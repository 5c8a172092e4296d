//! Legacy-pattern scanning, from single lines up to whole directory trees.

pub mod aggregator;
pub mod line_scanner;

pub use aggregator::scan_path;
pub use line_scanner::{scan_lines, scan_runtime_risks, scan_source};
// The regex crate has no lookaround; where the construct must not follow a
// word character or a dot, patterns match a leading non-word guard
// (`(?:^|[^\w.])`) instead.
const RULES: &[RuleSpec] = &[
    // Iterators and dict methods
    RuleSpec {
        code: "PY2-ITER-001",
        name: "xrange",
        pattern: r"\bxrange\s*\(",
        message: "xrange() is not available in Python 3",
        suggested_fix: "Use range() instead",
        severity: Severity::Error,
        category: Category::Iterators,
        description: "xrange() (use range() in Python 3)",
    },
    RuleSpec {
        code: "PY2-ITER-002",
        name: "iteritems",
        pattern: r"\.iteritems\s*\(",
        message: "dict.iteritems() is not available in Python 3",
        suggested_fix: "Use dict.items() instead",
        severity: Severity::Error,
        category: Category::Iterators,
        description: ".iteritems() (use .items() in Python 3)",
    },
    RuleSpec {
        code: "PY2-ITER-003",
        name: "itervalues",
        pattern: r"\.itervalues\s*\(",
        message: "dict.itervalues() is not available in Python 3",
        suggested_fix: "Use dict.values() instead",
        severity: Severity::Error,
        category: Category::Iterators,
        description: ".itervalues() (use .values() in Python 3)",
    },
    RuleSpec {
        code: "PY2-ITER-004",
        name: "iterkeys",
        pattern: r"\.iterkeys\s*\(",
        message: "dict.iterkeys() is not available in Python 3",
        suggested_fix: "Use dict.keys() instead",
        severity: Severity::Error,
        category: Category::Iterators,
        description: ".iterkeys() (use .keys() in Python 3)",
    },
    RuleSpec {
        code: "PY2-ITER-005",
        name: "has_key",
        pattern: r"\.has_key\s*\(",
        message: "dict.has_key() is not available in Python 3",
        suggested_fix: "Use 'key in dict' instead",
        severity: Severity::Error,
        category: Category::Iterators,
        description: ".has_key() (use 'in' operator)",
    },
    RuleSpec {
        code: "PY2-ITER-006",
        name: "viewitems",
        pattern: r"\.viewitems\s*\(",
        message: "dict.viewitems() is not available in Python 3",
        suggested_fix: "Use dict.items() instead",
        severity: Severity::Error,
        category: Category::Iterators,
        description: ".viewitems() (use .items() in Python 3)",
    },
    RuleSpec {
        code: "PY2-ITER-007",
        name: "viewkeys",
        pattern: r"\.viewkeys\s*\(",
        message: "dict.viewkeys() is not available in Python 3",
        suggested_fix: "Use dict.keys() instead",
        severity: Severity::Error,
        category: Category::Iterators,
        description: ".viewkeys() (use .keys() in Python 3)",
    },
    RuleSpec {
        code: "PY2-ITER-008",
        name: "viewvalues",
        pattern: r"\.viewvalues\s*\(",
        message: "dict.viewvalues() is not available in Python 3",
        suggested_fix: "Use dict.values() instead",
        severity: Severity::Error,
        category: Category::Iterators,
        description: ".viewvalues() (use .values() in Python 3)",
    },
    // Obsolete text and numeric types
    RuleSpec {
        code: "PY2-TYPE-001",
        name: "unicode_type",
        pattern: r"\bunicode\s*\(",
        message: "unicode() is not available in Python 3",
        suggested_fix: "Use str() instead",
        severity: Severity::Error,
        category: Category::TextTypes,
        description: "unicode() (use str in Python 3)",
    },
    RuleSpec {
        code: "PY2-TYPE-002",
        name: "long_suffix",
        pattern: r"(?:\d+|0[xX][0-9a-fA-F]+)[lL]\b",
        message: "Long integer suffix L is not valid in Python 3",
        suggested_fix: "Remove the L suffix",
        severity: Severity::Error,
        category: Category::TextTypes,
        description: "Long integer suffix L (not needed in Python 3)",
    },
    RuleSpec {
        code: "PY2-TYPE-003",
        name: "basestring",
        pattern: r"\bbasestring\b",
        message: "basestring is not available in Python 3",
        suggested_fix: "Use str instead",
        severity: Severity::Error,
        category: Category::TextTypes,
        description: "basestring (use str in Python 3)",
    },
    RuleSpec {
        code: "PY2-TYPE-004",
        name: "unicode_literal",
        pattern: r#"\bu["']"#,
        message: "Unicode literal prefix u'' is unnecessary in Python 3",
        suggested_fix: "Remove the u prefix (all strings are unicode in Python 3)",
        severity: Severity::Info,
        category: Category::TextTypes,
        description: "Unicode literal u'' (not needed in Python 3)",
    },
    // Legacy operators
    RuleSpec {
        code: "PY2-OP-001",
        name: "old_ne",
        pattern: r"<>",
        message: "<> comparison operator is not valid in Python 3",
        suggested_fix: "Use != instead",
        severity: Severity::Error,
        category: Category::Operators,
        description: "<> operator (use !=)",
    },
    RuleSpec {
        code: "PY2-OP-002",
        name: "backticks",
        pattern: r"`[^`]+`",
        message: "Backticks for repr are not valid in Python 3",
        suggested_fix: "Use repr() instead",
        severity: Severity::Error,
        category: Category::Operators,
        description: "Backticks `x` for repr (use repr(x))",
    },
    // Outdated statement syntax
    RuleSpec {
        code: "PY2-SYN-001",
        name: "print_statement",
        pattern: r"^[^#]*\bprint\s+[^(=\s]",
        message: "Print statement syntax is not valid in Python 3",
        suggested_fix: "Use print() function instead",
        severity: Severity::Error,
        category: Category::Syntax,
        description: "Print statement (use print() function)",
    },
    RuleSpec {
        code: "PY2-SYN-002",
        name: "except_comma",
        pattern: r"except\s+[\w.]+\s*,\s*\w+",
        message: "Old except syntax with comma is not valid in Python 3",
        suggested_fix: "Use 'except Exception as e:' instead",
        severity: Severity::Error,
        category: Category::Syntax,
        description: "Old except syntax (use 'as' keyword)",
    },
    RuleSpec {
        code: "PY2-SYN-003",
        name: "old_raise",
        pattern: r"raise\s+[\w.]+\s*,",
        message: "Old raise syntax is not valid in Python 3",
        suggested_fix: "Use raise Exception('message') instead",
        severity: Severity::Error,
        category: Category::Syntax,
        description: "Old raise syntax (use raise E('msg'))",
    },
    RuleSpec {
        code: "PY2-SYN-004",
        name: "exec_statement",
        pattern: r"^[^#]*\bexec\s+[^(]",
        message: "exec statement syntax is not valid in Python 3",
        suggested_fix: "Use exec() function instead",
        severity: Severity::Error,
        category: Category::Syntax,
        description: "exec statement (use exec() function)",
    },
    RuleSpec {
        code: "PY2-SYN-005",
        name: "old_octal",
        pattern: r"(?:^|[^\w.])0\d{2,}(?:$|[^\w.])",
        message: "Old octal literal is not valid in Python 3",
        suggested_fix: "Use the 0o prefix (0o755 instead of 0755)",
        severity: Severity::Error,
        category: Category::Syntax,
        description: "Old octal literal 0755 (use 0o755)",
    },
    // Relocated stdlib modules
    RuleSpec {
        code: "PY2-LIB-001",
        name: "ConfigParser",
        pattern: r"(?:^|[^\w.])ConfigParser\b",
        message: "ConfigParser module was renamed in Python 3",
        suggested_fix: "Use 'import configparser' instead",
        severity: Severity::Error,
        category: Category::StdlibMove,
        description: "ConfigParser (use configparser)",
    },
    RuleSpec {
        code: "PY2-LIB-002",
        name: "StringIO",
        pattern: r"(?:^|[^\w.])StringIO\b",
        message: "StringIO module was moved in Python 3",
        suggested_fix: "Use 'from io import StringIO' instead",
        severity: Severity::Error,
        category: Category::StdlibMove,
        description: "StringIO (use io.StringIO)",
    },
    RuleSpec {
        code: "PY2-LIB-003",
        name: "cStringIO",
        pattern: r"\bcStringIO\b",
        message: "cStringIO is not available in Python 3",
        suggested_fix: "Use 'from io import StringIO' instead",
        severity: Severity::Error,
        category: Category::StdlibMove,
        description: "cStringIO (use io.StringIO)",
    },
    RuleSpec {
        code: "PY2-LIB-004",
        name: "cPickle",
        pattern: r"\bcPickle\b",
        message: "cPickle is not available in Python 3",
        suggested_fix: "Use 'import pickle' instead (it's fast in Python 3)",
        severity: Severity::Error,
        category: Category::StdlibMove,
        description: "cPickle (use pickle)",
    },
    RuleSpec {
        code: "PY2-LIB-005",
        name: "Queue",
        pattern: r"(?:^|[^\w.])Queue\b",
        message: "Queue module was renamed in Python 3",
        suggested_fix: "Use 'import queue' instead",
        severity: Severity::Error,
        category: Category::StdlibMove,
        description: "Queue (use queue)",
    },
    RuleSpec {
        code: "PY2-LIB-006",
        name: "urllib2",
        pattern: r"\burllib2\b",
        message: "urllib2 is not available in Python 3",
        suggested_fix: "Use urllib.request and urllib.error instead",
        severity: Severity::Error,
        category: Category::StdlibMove,
        description: "urllib2 (use urllib.request)",
    },
    RuleSpec {
        code: "PY2-LIB-007",
        name: "urlparse",
        pattern: r"\burlparse\b",
        message: "urlparse module was moved in Python 3",
        suggested_fix: "Use urllib.parse instead",
        severity: Severity::Error,
        category: Category::StdlibMove,
        description: "urlparse (use urllib.parse)",
    },
    RuleSpec {
        code: "PY2-LIB-008",
        name: "httplib",
        pattern: r"\bhttplib\b",
        message: "httplib was renamed in Python 3",
        suggested_fix: "Use http.client instead",
        severity: Severity::Error,
        category: Category::StdlibMove,
        description: "httplib (use http.client)",
    },
    RuleSpec {
        code: "PY2-LIB-009",
        name: "HTMLParser",
        pattern: r"\bHTMLParser\b",
        message: "HTMLParser module was moved in Python 3",
        suggested_fix: "Use html.parser instead",
        severity: Severity::Error,
        category: Category::StdlibMove,
        description: "HTMLParser (use html.parser)",
    },
    RuleSpec {
        code: "PY2-LIB-010",
        name: "Tkinter",
        pattern: r"(?:^|[^\w.])Tkinter\b",
        message: "Tkinter module was renamed in Python 3",
        suggested_fix: "Use 'import tkinter' instead",
        severity: Severity::Error,
        category: Category::StdlibMove,
        description: "Tkinter (use tkinter)",
    },
    RuleSpec {
        code: "PY2-LIB-011",
        name: "cookielib",
        pattern: r"\bcookielib\b",
        message: "cookielib was moved in Python 3",
        suggested_fix: "Use http.cookiejar instead",
        severity: Severity::Error,
        category: Category::StdlibMove,
        description: "cookielib (use http.cookiejar)",
    },
    RuleSpec {
        code: "PY2-LIB-012",
        name: "thread_module",
        pattern: r"(?:^|[^\w.])thread\b",
        message: "The thread module was renamed in Python 3",
        suggested_fix: "Use _thread or, preferably, threading instead",
        severity: Severity::Error,
        category: Category::StdlibMove,
        description: "thread (use _thread or threading)",
    },
    RuleSpec {
        code: "PY2-LIB-013",
        name: "commands_module",
        pattern: r"\bcommands\b",
        message: "The commands module was removed in Python 3",
        suggested_fix: "Use subprocess instead",
        severity: Severity::Error,
        category: Category::StdlibMove,
        description: "commands (use subprocess)",
    },
    // Removed or relocated builtins
    RuleSpec {
        code: "PY2-BUILTIN-001",
        name: "raw_input",
        pattern: r"\braw_input\s*\(",
        message: "raw_input() is not available in Python 3",
        suggested_fix: "Use input() instead",
        severity: Severity::Error,
        category: Category::Builtins,
        description: "raw_input() (use input() in Python 3)",
    },
    RuleSpec {
        code: "PY2-BUILTIN-002",
        name: "execfile",
        pattern: r"\bexecfile\s*\(",
        message: "execfile() is not available in Python 3",
        suggested_fix: "Use exec(open(file).read()) instead",
        severity: Severity::Error,
        category: Category::Builtins,
        description: "execfile() (use exec(open().read()))",
    },
    RuleSpec {
        code: "PY2-BUILTIN-003",
        name: "reduce",
        pattern: r"(?:^|[^\w.])reduce\s*\(",
        message: "reduce() was moved to functools in Python 3",
        suggested_fix: "Use 'from functools import reduce'",
        severity: Severity::Warning,
        category: Category::Builtins,
        description: "reduce() (import from functools)",
    },
    RuleSpec {
        code: "PY2-BUILTIN-004",
        name: "apply",
        pattern: r"(?:^|[^\w.])apply\s*\(",
        message: "apply() is not available in Python 3",
        suggested_fix: "Use func(*args, **kwargs) instead",
        severity: Severity::Error,
        category: Category::Builtins,
        description: "apply() (use func(*args, **kwargs))",
    },
    RuleSpec {
        code: "PY2-BUILTIN-005",
        name: "file_builtin",
        pattern: r"(?:^|[^\w.])file\s*\(",
        message: "file() builtin is not available in Python 3",
        suggested_fix: "Use open() instead",
        severity: Severity::Error,
        category: Category::Builtins,
        description: "file() builtin (use open())",
    },
    RuleSpec {
        code: "PY2-BUILTIN-006",
        name: "cmp_func",
        pattern: r"\bcmp\s*\(",
        message: "cmp() is not available in Python 3",
        suggested_fix: "Use (a > b) - (a < b) or functools.cmp_to_key",
        severity: Severity::Error,
        category: Category::Builtins,
        description: "cmp() (removed in Python 3)",
    },
    RuleSpec {
        code: "PY2-BUILTIN-007",
        name: "coerce",
        pattern: r"\bcoerce\s*\(",
        message: "coerce() is not available in Python 3",
        suggested_fix: "Remove the call; numeric coercion is implicit",
        severity: Severity::Error,
        category: Category::Builtins,
        description: "coerce() (removed in Python 3)",
    },
    RuleSpec {
        code: "PY2-BUILTIN-008",
        name: "intern",
        pattern: r"(?:^|[^\w.])intern\s*\(",
        message: "intern() was moved in Python 3",
        suggested_fix: "Use sys.intern() instead",
        severity: Severity::Warning,
        category: Category::Builtins,
        description: "intern() (use sys.intern())",
    },
    RuleSpec {
        code: "PY2-BUILTIN-009",
        name: "buffer_builtin",
        pattern: r"(?:^|[^\w.])buffer\s*\(",
        message: "buffer() is not available in Python 3",
        suggested_fix: "Use memoryview() instead",
        severity: Severity::Error,
        category: Category::Builtins,
        description: "buffer() (use memoryview())",
    },
];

Directions
Report each line above containing the string "numeric".

Completed exercise
    // Obsolete text and numeric types
        suggested_fix: "Remove the call; numeric coercion is implicit",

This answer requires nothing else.